What might a television show reveal about how generations work together in the workplace? According to Relevant Magazine, the sitcom Parks and Rec, set in a municipal Parks and Recreation Department of a small town in Indiana, was groundbreaking in the values it revealed about millennial workers.
Each of the characters on Parks and Rec came to embody one of the traits attached to millennial culture. The show, and its brilliant cast, not only helped make sense of the labels, but they shattered the stereotypes associated with them.
Instead of seeing traits like cynicism, immaturity, naïve ambition, celebrity infatuation, self-empowerment philosophy and materialism as negative labels that can be turned into punchlines and discarded just as easily, Parks and Rec showed how they could be redeemed.
For more, see ‘Parks and Rec’ Saw the Best in Millennials from Relevant Magazine.

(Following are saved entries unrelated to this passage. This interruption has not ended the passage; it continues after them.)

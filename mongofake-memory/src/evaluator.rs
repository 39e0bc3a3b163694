//! Filter evaluation for in-memory documents.
//!
//! This module decides whether a stored document satisfies a parsed filter and
//! provides the value order used by range operators and cursor sorting.

use bson::{Bson, DateTime, Document, oid::ObjectId};
use std::cmp::Ordering;

use mongofake_core::{
    error::{MongoFakeError, MongoFakeResult},
    query::{FieldOp, Filter, QueryVisitor},
};

use crate::path::{Lookup, resolve};

/// Comparable view over BSON values.
///
/// Integers and doubles compare by numeric value across widths. Values of different
/// kinds are never equal; for sorting they fall back to a fixed kind rank so the
/// order stays total.
#[derive(Debug)]
pub(crate) enum Comparable<'a> {
    /// Null value (also used for missing fields when sorting)
    Null,
    /// Integer value (int32 and int64)
    Int(i64),
    /// Floating point value
    Double(f64),
    /// String value
    String(&'a str),
    /// Embedded document, keys in stored order
    Map(Vec<(&'a str, Comparable<'a>)>),
    /// Array of comparable values
    Array(Vec<Comparable<'a>>),
    /// Binary payload
    Binary(&'a [u8]),
    /// ObjectId value
    ObjectId(ObjectId),
    /// Boolean value
    Bool(bool),
    /// DateTime value
    DateTime(DateTime),
    /// Internal timestamp as (time, increment)
    Timestamp(u32, u32),
    /// Anything else, compared by plain BSON equality
    Other(&'a Bson),
}

impl<'a> From<&'a Bson> for Comparable<'a> {
    fn from(bson: &'a Bson) -> Self {
        match bson {
            Bson::Null | Bson::Undefined => Comparable::Null,
            Bson::Int32(value) => Comparable::Int(i64::from(*value)),
            Bson::Int64(value) => Comparable::Int(*value),
            Bson::Double(value) => Comparable::Double(*value),
            Bson::String(value) | Bson::Symbol(value) => Comparable::String(value),
            Bson::Document(doc) => Comparable::Map(
                doc
                    .iter()
                    .map(|(k, v)| (k.as_str(), Comparable::from(v)))
                    .collect::<Vec<_>>()
            ),
            Bson::Array(arr) => Comparable::Array(
                arr
                    .iter()
                    .map(Comparable::from)
                    .collect::<Vec<_>>()
            ),
            Bson::Binary(binary) => Comparable::Binary(&binary.bytes),
            Bson::ObjectId(oid) => Comparable::ObjectId(*oid),
            Bson::Boolean(value) => Comparable::Bool(*value),
            Bson::DateTime(value) => Comparable::DateTime(*value),
            Bson::Timestamp(ts) => Comparable::Timestamp(ts.time, ts.increment),
            other => Comparable::Other(other),
        }
    }
}

impl<'a> Comparable<'a> {
    /// Position of the value's kind in the cross-kind sort order.
    fn rank(&self) -> u8 {
        match self {
            Comparable::Null => 0,
            Comparable::Int(_) | Comparable::Double(_) => 1,
            Comparable::String(_) => 2,
            Comparable::Map(_) => 3,
            Comparable::Array(_) => 4,
            Comparable::Binary(_) => 5,
            Comparable::ObjectId(_) => 6,
            Comparable::Bool(_) => 7,
            Comparable::DateTime(_) => 8,
            Comparable::Timestamp(..) => 9,
            Comparable::Other(_) => 10,
        }
    }

    /// Compares two values of the same kind; `None` when the kinds differ.
    fn compare(&self, other: &Self) -> Option<Ordering> {
        match (self, other) {
            (Comparable::Null, Comparable::Null) => Some(Ordering::Equal),
            (Comparable::Int(a), Comparable::Int(b)) => Some(a.cmp(b)),
            (Comparable::Int(a), Comparable::Double(b)) => Some((*a as f64).total_cmp(b)),
            (Comparable::Double(a), Comparable::Int(b)) => Some(a.total_cmp(&(*b as f64))),
            (Comparable::Double(a), Comparable::Double(b)) => Some(a.total_cmp(b)),
            (Comparable::String(a), Comparable::String(b)) => Some(a.cmp(b)),
            (Comparable::Map(a), Comparable::Map(b)) => Some(
                a.iter()
                    .zip(b.iter())
                    .map(|((ka, va), (kb, vb))| ka.cmp(kb).then_with(|| va.total_cmp(vb)))
                    .find(|ord| ord.is_ne())
                    .unwrap_or_else(|| a.len().cmp(&b.len())),
            ),
            (Comparable::Array(a), Comparable::Array(b)) => Some(
                a.iter()
                    .zip(b.iter())
                    .map(|(va, vb)| va.total_cmp(vb))
                    .find(|ord| ord.is_ne())
                    .unwrap_or_else(|| a.len().cmp(&b.len())),
            ),
            (Comparable::Binary(a), Comparable::Binary(b)) => Some(a.cmp(b)),
            (Comparable::ObjectId(a), Comparable::ObjectId(b)) => Some(a.bytes().cmp(&b.bytes())),
            (Comparable::Bool(a), Comparable::Bool(b)) => Some(a.cmp(b)),
            (Comparable::DateTime(a), Comparable::DateTime(b)) => Some(a.cmp(b)),
            (Comparable::Timestamp(ta, ia), Comparable::Timestamp(tb, ib)) => Some((ta, ia).cmp(&(tb, ib))),
            (Comparable::Other(a), Comparable::Other(b)) if a == b => Some(Ordering::Equal),
            _ => None,
        }
    }

    /// Total order used for sorting: same-kind comparison, otherwise kind rank.
    pub(crate) fn total_cmp(&self, other: &Self) -> Ordering {
        self.compare(other)
            .unwrap_or_else(|| self.rank().cmp(&other.rank()))
    }
}

impl<'a> PartialEq for Comparable<'a> {
    fn eq(&self, other: &Self) -> bool {
        match (self, other) {
            (Comparable::Double(a), Comparable::Double(b)) => a == b,
            (Comparable::Int(a), Comparable::Double(b)) | (Comparable::Double(b), Comparable::Int(a)) => *a as f64 == *b,
            (Comparable::Map(a), Comparable::Map(b)) => a == b,
            (Comparable::Array(a), Comparable::Array(b)) => a == b,
            _ => self.compare(other) == Some(Ordering::Equal),
        }
    }
}

/// Equality between two BSON values as the matcher sees it.
pub fn values_equal(left: &Bson, right: &Bson) -> bool {
    Comparable::from(left) == Comparable::from(right)
}

/// Sort-order comparison between two optional BSON values; `None` sorts like `null`.
pub fn compare_values(left: Option<&Bson>, right: Option<&Bson>) -> Ordering {
    let left = left.map(Comparable::from).unwrap_or(Comparable::Null);
    let right = right.map(Comparable::from).unwrap_or(Comparable::Null);

    left.total_cmp(&right)
}

/// Evaluates a parsed [`Filter`] against one document.
pub struct DocumentEvaluator<'a> {
    document: &'a Document,
}

impl<'a> DocumentEvaluator<'a> {
    pub fn new(document: &'a Document) -> Self {
        Self { document }
    }

    /// Returns true when every criterion of `filter` holds.
    pub fn evaluate(&mut self, filter: &Filter) -> MongoFakeResult<bool> {
        for criterion in filter.criteria() {
            if !self.visit_criterion(criterion)? {
                return Ok(false);
            }
        }

        Ok(true)
    }

    fn check(value: Option<&Bson>, op: FieldOp, argument: &Bson) -> MongoFakeResult<bool> {
        // an absent field fails every operator, `$exists` included
        let Some(value) = value else {
            return Ok(false);
        };

        Ok(match op {
            FieldOp::Exists => argument == &Bson::Boolean(true),
            FieldOp::Ne => !values_equal(value, argument),
            FieldOp::Gt | FieldOp::Gte | FieldOp::Lt | FieldOp::Lte => {
                match Comparable::from(value).compare(&Comparable::from(argument)) {
                    Some(ordering) => match op {
                        FieldOp::Gt => ordering == Ordering::Greater,
                        FieldOp::Gte => ordering != Ordering::Less,
                        FieldOp::Lt => ordering == Ordering::Less,
                        _ => ordering != Ordering::Greater,
                    },
                    None => false,
                }
            }
            FieldOp::In => Self::candidates(op, argument)?
                .iter()
                .any(|candidate| values_equal(value, candidate)),
            FieldOp::Nin => !Self::candidates(op, argument)?
                .iter()
                .any(|candidate| values_equal(value, candidate)),
            FieldOp::All => {
                let held = match value {
                    Bson::Array(items) => items.as_slice(),
                    single => std::slice::from_ref(single),
                };
                Self::candidates(op, argument)?
                    .iter()
                    .all(|wanted| held.iter().any(|item| values_equal(item, wanted)))
            }
        })
    }

    fn candidates(op: FieldOp, argument: &Bson) -> MongoFakeResult<&Vec<Bson>> {
        match argument {
            Bson::Array(values) => Ok(values),
            _ => Err(MongoFakeError::InvalidQuery(format!("{op} needs an array"))),
        }
    }
}

impl<'a> QueryVisitor for DocumentEvaluator<'a> {
    type Output = bool;
    type Error = MongoFakeError;

    fn visit_literal(&mut self, field: &str, value: &Bson) -> Result<Self::Output, Self::Error> {
        Ok(match resolve(self.document, field) {
            Lookup::Found(found) => values_equal(&found, value),
            Lookup::Missing => false,
        })
    }

    fn visit_operators(&mut self, field: &str, ops: &[(FieldOp, Bson)]) -> Result<Self::Output, Self::Error> {
        let resolved = resolve(self.document, field);

        for (op, argument) in ops {
            if !Self::check(resolved.value(), *op, argument)? {
                return Ok(false);
            }
        }

        Ok(true)
    }
}

/// Parses `spec` and evaluates it against `document`.
///
/// # Errors
///
/// Fails for the same reasons as [`Filter::parse`].
pub fn matches(document: &Document, spec: &Document) -> MongoFakeResult<bool> {
    DocumentEvaluator::new(document).evaluate(&Filter::parse(spec)?)
}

MACo’s summer conference will feature an unorthodox session on generational differences in the workforce, with an HR consultant with a background in psychology laying out common priorities for employees, and a panel of county professionals from different generations to share their insights and personal stories.
MACo Summer Conference Session
Beyond the Classifieds: Finding and Keeping the Employees You Need
Date/Time: Friday, August 16, 2019; 1:00 pm – 2:00 pm
Description: As a recruitment tool, the newspaper is no longer enough…and neither are the traditional methods of retention. Faced with generational change and evolving workplace cultures, today’s county human resources officers are reaching out across many platforms and breaking open new ways to entice and position top employees. What’s cool about county service to Millennials and Generation Z? How do county benefits deliver for Gen Xers? And, how can a county draw from those in their second or third careers? In this session, learn the best ways to find and keep excellent government employees across all generations, including recruitment tactics and changes to human resources policies.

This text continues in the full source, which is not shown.